■ Problem details
Repeat each line of the material exactly.

* * *

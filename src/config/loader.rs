use std::fs;
use std::path::{Path, PathBuf};
use thiserror::Error;

use crate::config::types::Config;

/// Errors that can occur when loading configuration.
#[derive(Debug, Error)]
pub enum ConfigError {
    #[error("Failed to read config file '{path}': {source}")]
    ReadError {
        path: PathBuf,
        #[source]
        source: std::io::Error,
    },

    #[error("Failed to parse config file '{path}': {source}")]
    ParseError {
        path: PathBuf,
        #[source]
        source: toml::de::Error,
    },

    #[error("Config validation failed: {message}")]
    ValidationError { message: String },
}

impl Config {
    /// Returns the path to the configuration file.
    ///
    /// Uses `~/.config/repo-search/config.toml` on Unix/macOS,
    /// or equivalent on other platforms via `dirs::config_dir()`.
    /// Falls back to current directory if config_dir is unavailable.
    pub fn config_path() -> PathBuf {
        let config_dir = dirs::config_dir().unwrap_or_else(|| PathBuf::from("."));
        config_dir.join("repo-search").join("config.toml")
    }

    /// Loads configuration from `path`.
    ///
    /// - If the file doesn't exist, returns `Config::default()`.
    /// - If the file exists, parses it as TOML and validates.
    pub fn load_from(path: &Path) -> Result<Self, ConfigError> {
        if !path.exists() {
            tracing::debug!(path = %path.display(), "Config file not found, using defaults");
            return Ok(Config::default());
        }

        let content = fs::read_to_string(path).map_err(|e| ConfigError::ReadError {
            path: path.to_path_buf(),
            source: e,
        })?;

        let config: Config = toml::from_str(&content).map_err(|e| ConfigError::ParseError {
            path: path.to_path_buf(),
            source: e,
        })?;

        config.validate()?;
        Ok(config)
    }

    /// Validates the configuration.
    ///
    /// Checks:
    /// - The base URL uses http or https
    /// - Timeouts are non-zero
    /// - At least one result is displayed
    pub fn validate(&self) -> Result<(), ConfigError> {
        let base_url = &self.api.base_url;
        if !(base_url.starts_with("http://") || base_url.starts_with("https://")) {
            return Err(ConfigError::ValidationError {
                message: format!(
                    "api.base_url '{}' must start with http:// or https://",
                    base_url
                ),
            });
        }

        if self.api.timeout_seconds == 0 || self.api.connect_timeout_seconds == 0 {
            return Err(ConfigError::ValidationError {
                message: "api timeouts must be greater than zero".to_string(),
            });
        }

        if self.display.max_results == 0 {
            return Err(ConfigError::ValidationError {
                message: "display.max_results must be greater than zero".to_string(),
            });
        }

        Ok(())
    }
}
//! Repository search client.
//!
//! A query typed by the user travels as a [`UiIntent`](ui::search::UiIntent)
//! over an [`EventBus`](bus::EventBus) to the
//! [`SearchOrchestrator`](orchestrator::SearchOrchestrator), which calls a
//! [`SearchClient`](client::SearchClient) and publishes the outcome through a
//! [`StateStore`](store::StateStore).

pub mod bus;
pub mod client;
pub mod config;
pub mod logging;
pub mod model;
pub mod orchestrator;
pub mod store;
pub mod ui;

* * *

■ Exercise response
filename src/config/loader.rs
use std::fs;
use std::path::{Path, PathBuf};
use thiserror::Error;

use crate::config::types::Config;

/// Errors that can occur when loading configuration.
#[derive(Debug, Error)]
pub enum ConfigError {
    #[error("Failed to read config file '{path}': {source}")]
    ReadError {
        path: PathBuf,
        #[source]
        source: std::io::Error,
    },

    #[error("Failed to parse config file '{path}': {source}")]
    ParseError {
        path: PathBuf,
        #[source]
        source: toml::de::Error,
    },

    #[error("Config validation failed: {message}")]
    ValidationError { message: String },
}

impl Config {
    /// Returns the path to the configuration file.
    ///
    /// Uses `~/.config/repo-search/config.toml` on Unix/macOS,
    /// or equivalent on other platforms via `dirs::config_dir()`.
    /// Falls back to current directory if config_dir is unavailable.
    pub fn config_path() -> PathBuf {
        let config_dir = dirs::config_dir().unwrap_or_else(|| PathBuf::from("."));
        config_dir.join("repo-search").join("config.toml")
    }

    /// Loads configuration from `path`.
    ///
    /// - If the file doesn't exist, returns `Config::default()`.
    /// - If the file exists, parses it as TOML and validates.
    pub fn load_from(path: &Path) -> Result<Self, ConfigError> {
        if !path.exists() {
            tracing::debug!(path = %path.display(), "Config file not found, using defaults");
            return Ok(Config::default());
        }

        let content = fs::read_to_string(path).map_err(|e| ConfigError::ReadError {
            path: path.to_path_buf(),
            source: e,
        })?;

        let config: Config = toml::from_str(&content).map_err(|e| ConfigError::ParseError {
            path: path.to_path_buf(),
            source: e,
        })?;

        config.validate()?;
        Ok(config)
    }

    /// Validates the configuration.
    ///
    /// Checks:
    /// - The base URL uses http or https
    /// - Timeouts are non-zero
    /// - At least one result is displayed
    pub fn validate(&self) -> Result<(), ConfigError> {
        let base_url = &self.api.base_url;
        if !(base_url.starts_with("http://") || base_url.starts_with("https://")) {
            return Err(ConfigError::ValidationError {
                message: format!(
                    "api.base_url '{}' must start with http:// or https://",
                    base_url
                ),
            });
        }

        if self.api.timeout_seconds == 0 || self.api.connect_timeout_seconds == 0 {
            return Err(ConfigError::ValidationError {
                message: "api timeouts must be greater than zero".to_string(),
            });
        }

        if self.display.max_results == 0 {
            return Err(ConfigError::ValidationError {
                message: "display.max_results must be greater than zero".to_string(),
            });
        }

        Ok(())
    }
}
//! Repository search client.
//!
//! A query typed by the user travels as a [`UiIntent`](ui::search::UiIntent)
//! over an [`EventBus`](bus::EventBus) to the
//! [`SearchOrchestrator`](orchestrator::SearchOrchestrator), which calls a
//! [`SearchClient`](client::SearchClient) and publishes the outcome through a
//! [`StateStore`](store::StateStore).

pub mod bus;
pub mod client;
pub mod config;
pub mod logging;
pub mod model;
pub mod orchestrator;
pub mod store;
pub mod ui;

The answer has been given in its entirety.